Mudanças nas Inspeções Fitossanitárias Transformam o Cenário da Fruticultura
Em uma iniciativa que promete revolucionar a fruticultura em Santa Catarina, líderes do agronegócio do estado saíram otimistas de uma reunião no Ministério da Agricultura, Pecuária e Abastecimento (MAPA). O encontro resultou em um acordo histórico para os produtores de maçã da região. Entre os participantes estavam Antônio Marcos Pagani de Souza, vice-presidente do Conselho Deliberativo do Sebrae/SC, José Zeferino Pedroso, presidente da Federação da Agricultura e Pecuária de Santa Catarina (FAESC), e Moisés Lopes de Albuquerque, diretor executivo da Associação Brasileira dos Produtores de Maçã (ABPM). Eles dialogaram com o superintendente Francisco Powell sobre a implementação de inspeções fitossanitárias diretamente na origem da produção.
Antes deste acordo, as exportações de maçãs de Santa Catarina enfrentavam um grande entrave logístico: as certificações fitossanitárias, que garantem a saúde das frutas para o mercado internacional, eram feitas apenas nos portos. Como resultado, os produtores eram obrigados a transportar as maçãs por longas distâncias, muitas vezes até os terminais do Rio Grande do Sul ou do Paraná. Essa situação resultou em apenas 20% das exportações saindo pelos portos catarinenses. O novo procedimento agora permite que as inspeções sejam realizadas diretamente nas Packing Houses localizadas em Fraiburgo e São Joaquim, eliminando etapas que aumentavam o tempo e os custos do processo.

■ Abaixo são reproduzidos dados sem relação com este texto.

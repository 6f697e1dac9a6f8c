use std::collections::BTreeMap;

use serde::{Deserialize, Serialize};

use crate::binding::{InflowDef, OutflowDef};
use crate::types::ValueType;

/// A node in a workflow definition.
///
/// Binding maps are keyed by the node-local name. For composite nodes the
/// local names are flow paths inside the nested workflow: an inflow
/// `"/multiplier": "/inputNumber"` feeds the parent's `/inputNumber` into the
/// child's `/multiplier`, and an outflow `"/product": "/outputNumber"`
/// publishes the child's `/product` to the parent's `/outputNumber`.
#[derive(Debug, Clone, PartialEq, Serialize, Deserialize)]
pub struct NodeDef {
  /// Node name, unique within its workflow. Empty names are assigned one.
  #[serde(default)]
  pub name: String,
  #[serde(flatten)]
  pub node_type: NodeType,
  #[serde(default)]
  pub inflows: BTreeMap<String, InflowDef>,
  #[serde(default)]
  pub outflows: BTreeMap<String, OutflowDef>,
  /// Declared types of local names (inputs and outputs).
  #[serde(default)]
  pub types: BTreeMap<String, ValueType>,
  /// Fixed values passed to the body on every firing.
  #[serde(default)]
  pub constants: BTreeMap<String, serde_json::Value>,
  /// Multi-valued parameters; the node fires once per element.
  #[serde(default)]
  pub sequences: BTreeMap<String, Vec<serde_json::Value>>,
  /// State variables with their initial values. Each firing sees the current
  /// value, and a body output of the same name replaces it for the next one.
  #[serde(default)]
  pub state: BTreeMap<String, serde_json::Value>,
  #[serde(default)]
  pub firing: FiringPolicy,
}

#[derive(Debug, Clone, PartialEq, Serialize, Deserialize)]
#[serde(tag = "type", rename_all = "snake_case")]
pub enum NodeType {
  /// A node whose body is a named callable from the body registry.
  Leaf {
    body: String,
  },
  /// A node whose body is an entire nested workflow.
  Composite {
    nodes: Vec<NodeDef>,
  },
}

/// How many times a node may fire within one run.
#[derive(Debug, Clone, Copy, PartialEq, Eq, Default, Serialize, Deserialize)]
#[serde(rename_all = "snake_case")]
pub enum FiringPolicy {
  /// Fire whenever inputs are available.
  #[default]
  Repeatable,
  /// Fire at most once per run.
  Once,
}

impl NodeDef {
  /// Create a leaf node bound to the named body.
  pub fn leaf(name: impl Into<String>, body: impl Into<String>) -> Self {
    Self::with_type(name, NodeType::Leaf { body: body.into() })
  }

  /// Create a composite node wrapping the given nested nodes.
  pub fn composite(name: impl Into<String>, nodes: Vec<NodeDef>) -> Self {
    Self::with_type(name, NodeType::Composite { nodes })
  }

  fn with_type(name: impl Into<String>, node_type: NodeType) -> Self {
    Self {
      name: name.into(),
      node_type,
      inflows: BTreeMap::new(),
      outflows: BTreeMap::new(),
      types: BTreeMap::new(),
      constants: BTreeMap::new(),
      sequences: BTreeMap::new(),
      state: BTreeMap::new(),
      firing: FiringPolicy::default(),
    }
  }

  pub fn inflow(mut self, local: impl Into<String>, path: &str) -> Self {
    self.inflows.insert(local.into(), InflowDef::from(path));
    self
  }

  pub fn inflow_def(mut self, local: impl Into<String>, inflow: InflowDef) -> Self {
    self.inflows.insert(local.into(), inflow);
    self
  }

  pub fn outflow(mut self, local: impl Into<String>, path: &str) -> Self {
    self.outflows.insert(local.into(), OutflowDef::from(path));
    self
  }

  pub fn typed(mut self, local: impl Into<String>, value_type: ValueType) -> Self {
    self.types.insert(local.into(), value_type);
    self
  }

  pub fn constant(mut self, local: impl Into<String>, value: serde_json::Value) -> Self {
    self.constants.insert(local.into(), value);
    self
  }

  pub fn sequence(mut self, local: impl Into<String>, values: Vec<serde_json::Value>) -> Self {
    self.sequences.insert(local.into(), values);
    self
  }

  pub fn state(mut self, local: impl Into<String>, initial: serde_json::Value) -> Self {
    self.state.insert(local.into(), initial);
    self
  }

  pub fn once(mut self) -> Self {
    self.firing = FiringPolicy::Once;
    self
  }
}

O Governo do Estado, através de Jorginho Melo, secretário da Agricultura, Pecuária e Desenvolvimento Rural, além de órgãos como CIDASC e Epagri, defendeu essa mudança desde a safra de 2024/2025, sendo um dos principais compromissos do governo para fortalecer a fruticultura catarinense.
Impactos Diretos para Produtores e a Economia Local
A nova abordagem traz benefícios significativos para os produtores e para a economia local. Um dos principais impactos é a redução de custos. Com os containers parando menos tempo nos portos, as despesas relacionadas à armazenagem e à demurrage – as taxas cobradas por atrasos – são cortadas, o que pode significar uma economia de milhares de reais por dia.
Além disso, a qualidade da fruta também se beneficiará. Com menos tempo em trânsito, as maçãs chegarão ao seu destino de forma mais fresca, reduzindo as perdas por deterioração e atendendo às exigências rigorosas de importadores europeus e asiáticos. Essa agilidade também proporciona aos exportadores catarinenses uma competitividade igualitária em relação aos estados do Rio Grande do Sul e Paraná, onde esse modelo já era adotado. As projeções indicam que as exportações via portos locais podem aumentar em até 50%, gerando mais receitas e empregos nas cidades de São Joaquim e Fraiburgo.
O impacto econômico para Santa Catarina é promissor, com mais divisas sendo retidas no estado e fortalecendo toda a cadeia produtiva, beneficiando desde pequenos pomares familiares até grandes agroindústrias. Estima-se que essa mudança traga uma movimentação de até R$ 100 milhões anuais na economia local.
Pagani de Souza, um dos líderes do setor, ressaltou a importância do acordo: “É um ganho histórico para a fruticultura catarinense. A fruta sai da origem certificada, chega mais rápida e competitiva ao exterior, e todos saem ganhando: produtores, transportadores, exportadores e nossa economia.” Com isso, São Joaquim, reconhecido como o maior polo de maçãs de altitude do Brasil, se firma ainda mais como referência em qualidade e inovação no setor agroexportador.